A day in the life of a Continence Clinician

By Karina Smith

Senior Continence Clinician

Therapy Focus Continence Clinician, Karina Smith, provides a glimpse into an average working day.

7:30am – 8:30am

I arrive at the office and prepare for my day. I ensure the therapy room is set up and ready for sessions with customers, then read and respond to any emails. After this, I begin to prepare therapy sessions, which includes reading through recent clinic notes and reviewing customer goals.

8:30am – 9:30am

My first session is with a 6-year-old boy with a diagnosis of Autism Spectrum Disorder who has developed a fear of the toilet. He is chronically constipated from withholding his poo, which increases his fear and anxiety because it is painful when he does open his bowels. My priority is to improve his bowel health so he can open his bowels easily. At our last appointment, I recommended a dis-impaction plan. This is the process of clearing the bowel through the use of laxatives.

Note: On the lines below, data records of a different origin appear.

pub mod auth;
pub mod config;
pub mod error;
pub mod local_cache;
pub mod logging;
#[cfg(test)]
pub mod memory_store;
pub mod remote_store;
pub mod storage;
pub mod wire;
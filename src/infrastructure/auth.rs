use crate::infrastructure::error::InfraError;
use std::sync::Mutex;

/// Authentication collaborator. Only the identity of the signed-in user is
/// consumed here; credentials are handled elsewhere.
pub trait AuthProvider: Send + Sync {
    fn current_user_id(&self) -> Result<Option<String>, InfraError>;
    fn sign_in(&self, user_id: &str) -> Result<(), InfraError>;
    fn sign_out(&self) -> Result<(), InfraError>;
}

#[derive(Debug, Default)]
pub struct StaticAuthProvider {
    user_id: Mutex<Option<String>>,
}

impl StaticAuthProvider {
    pub fn signed_in(user_id: impl Into<String>) -> Self {
        let user_id = user_id.into();
        let user_id = Some(user_id.trim().to_string()).filter(|value| !value.is_empty());
        Self {
            user_id: Mutex::new(user_id),
        }
    }
}

impl AuthProvider for StaticAuthProvider {
    fn current_user_id(&self) -> Result<Option<String>, InfraError> {
        let guard = self
            .user_id
            .lock()
            .map_err(|error| InfraError::lock_poisoned("auth provider", error))?;
        Ok(guard.clone())
    }

    fn sign_in(&self, user_id: &str) -> Result<(), InfraError> {
        let user_id = user_id.trim();
        if user_id.is_empty() {
            return Err(InfraError::Validation("user_id must not be empty".to_string()));
        }
        let mut guard = self
            .user_id
            .lock()
            .map_err(|error| InfraError::lock_poisoned("auth provider", error))?;
        *guard = Some(user_id.to_string());
        Ok(())
    }

    fn sign_out(&self) -> Result<(), InfraError> {
        let mut guard = self
            .user_id
            .lock()
            .map_err(|error| InfraError::lock_poisoned("auth provider", error))?;
        *guard = None;
        Ok(())
    }
}
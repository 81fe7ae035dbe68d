use std::sync::Arc;

use rusqlite::types::Value;

use crate::{
    connection::SharedConnection,
    error::Result,
    expr::Col,
    query::clause::{execute, Assignments, Filters},
    traits::Expression,
};

/// `UPDATE ... SET` with optional filters.
pub struct UpdateQuery {
    db: Arc<SharedConnection>,
    table: &'static str,
    assignments: Assignments,
    filters: Filters,
}

impl UpdateQuery {
    pub fn table(db: Arc<SharedConnection>, table: &'static str) -> Self {
        Self {
            db,
            table,
            assignments: Assignments::default(),
            filters: Filters::default(),
        }
    }

    pub fn set<T, V: Into<Value>>(mut self, col: Col<T>, value: V) -> Self {
        self.assignments.typed(col, value.into());
        self
    }

    /// Assigns a column known only at runtime. The name is quoted.
    pub fn value<V: Into<Value>>(mut self, column: &str, value: V) -> Self {
        self.assignments.runtime(column, value.into());
        self
    }

    pub fn is_empty(&self) -> bool {
        self.assignments.is_empty()
    }

    pub fn filter<Expr: Expression + 'static>(mut self, expr: Expr) -> Self {
        self.filters.and(expr);
        self
    }

    /// Returns the number of affected rows. With nothing assigned the
    /// statement is skipped and `0` comes back.
    pub fn execute(self) -> Result<usize> {
        if self.is_empty() {
            return Ok(0);
        }
        let (sql, params) = self.render();
        execute(&self.db, "update", &sql, &params, |_, changed| changed)
    }

    fn render(&self) -> (String, Vec<Value>) {
        let mut params = self.assignments.values().to_vec();
        let sets = self
            .assignments
            .columns()
            .iter()
            .map(|col| format!("{col} = ?"))
            .collect::<Vec<_>>()
            .join(", ");

        let mut sql = format!("UPDATE {} SET {sets}", self.table);
        self.filters.write(&mut sql, &mut params);
        (sql, params)
    }
}

#[cfg(test)]
mod tests {
    use rusqlite::Connection;

    use super::*;

    fn db() -> Arc<SharedConnection> {
        Arc::new(SharedConnection::new(Connection::open_in_memory().unwrap()))
    }

    #[test]
    fn test_update_binds_assignments_before_filters() {
        let id: Col<i64> = Col::new("id");
        let (sql, params) = UpdateQuery::table(db(), "widgets")
            .value("name", "b".to_string())
            .filter(id.eq(7))
            .render();
        assert_eq!(sql, "UPDATE widgets SET \"name\" = ? WHERE id = ?");
        assert_eq!(params, vec![Value::Text("b".into()), Value::Integer(7)]);
    }

    #[test]
    fn test_empty_update_is_skipped() {
        let update = UpdateQuery::table(db(), "missing_table");
        assert!(update.is_empty());
        assert_eq!(update.execute().unwrap(), 0);
    }
}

I conduct an assessment using real-time ultrasound to measure the size of the rectum and view the shape and fullness of the bladder. It takes some time for the child to settle and allow me to examine him. His parents tell me that he has had substantial bowel movements that are now very runny. This is great news as it means he has cleared his bowel. The real-time ultrasound confirms this, plus his bladder looks a normal shape and his tummy is soft and not distended.

Next, I discuss the “maintenance phase” of our therapy plan with the child and his parents. We also introduce a behaviour toileting plan, which includes sitting on the toilet for a short period of time after the main meals. The focus is always positive, so the child learns to have a positive feeling about the toilet. The next follow-up appointment is made, and the session comes to an end.

A child is receiving an ultrasound scan

9:30 – 10:00am

My second session for the day is with a young boy who also has struggled with constipation and soiling. I have been seeing this boy for some time, and he is now doing really well. He opens his bowel most days, with the stool soft but formed. Mum reports that he has not had a soiling accident for 5 days and that he has been sitting on the toilet per his therapy plan.

My assessment shows no evidence of constipation, and Mum and I agree to keep the current plan in place, with Mum continuing to monitor his bowel movements.

10:30am – 11:30am

In my next appointment, I’m seeing an adult customer who experiences both urinary and faecal incontinence.

My initial assessment of this customer revealed that they were very constipated and, as a result, were experiencing urgency and frequency of the bladder. I had previously introduced a bowel management plan and made some recommendations on fluid intake, and am pleased to learn during this session that the customer’s incontinence has improved.

One of our key roles is to support customers with finding the right continence products to meet their needs.

This includes ordering samples, so they can make an informed order knowing which is the right product for them. For this customer, it was important to have a pad that was discreet and gave them the confidence to go out into the community knowing they would not suffer any embarrassing leaks.

12:30 – 1:00pm

I now have my first follow-up with a customer who has just started an enuresis (bedwetting) program, with the goal of becoming dry overnight.

The program consists of fortnightly appointments over a 14-week period. Once a customer has been assessed and meets the criteria of the program, they are loaned a mat and alarm system. The mat goes under the bedsheet, and if the customer urinates while sleeping the alarm will go off and wake them. The idea is that the customer learns to wake and respond to their bladder, or can hold on until morning. The goal of the program is to achieve 30 consecutive dry nights.

My customer has been achieving their fluid intake target and achieved 5 dry nights in the first 2 weeks of the program. With the mat and alarm remaining in use, their first goal is to get 10 dry nights. I will see the customer in 2 weeks for another follow-up.

A child is receiving an ultrasound scan

2:00pm – 3:30pm

I have an initial meeting with the parents of a customer who is struggling to be toilet trained, to gather the customer’s history and other information. This is an important meeting and an opportunity for me to get to know the family and identify what might be the cause/causes of their child not learning to use the toilet.

3:30pm – 4:00pm

I conduct a follow-up review of a young girl who has been experiencing urgent and frequent urination. Part of our role is to identify customers who need a referral to a specialist. After seeing a specialist, this customer has now started medication to improve her bladder capacity. She is now able to hold her bladder long enough to apply a toileting plan at home and school and is starting to have more success.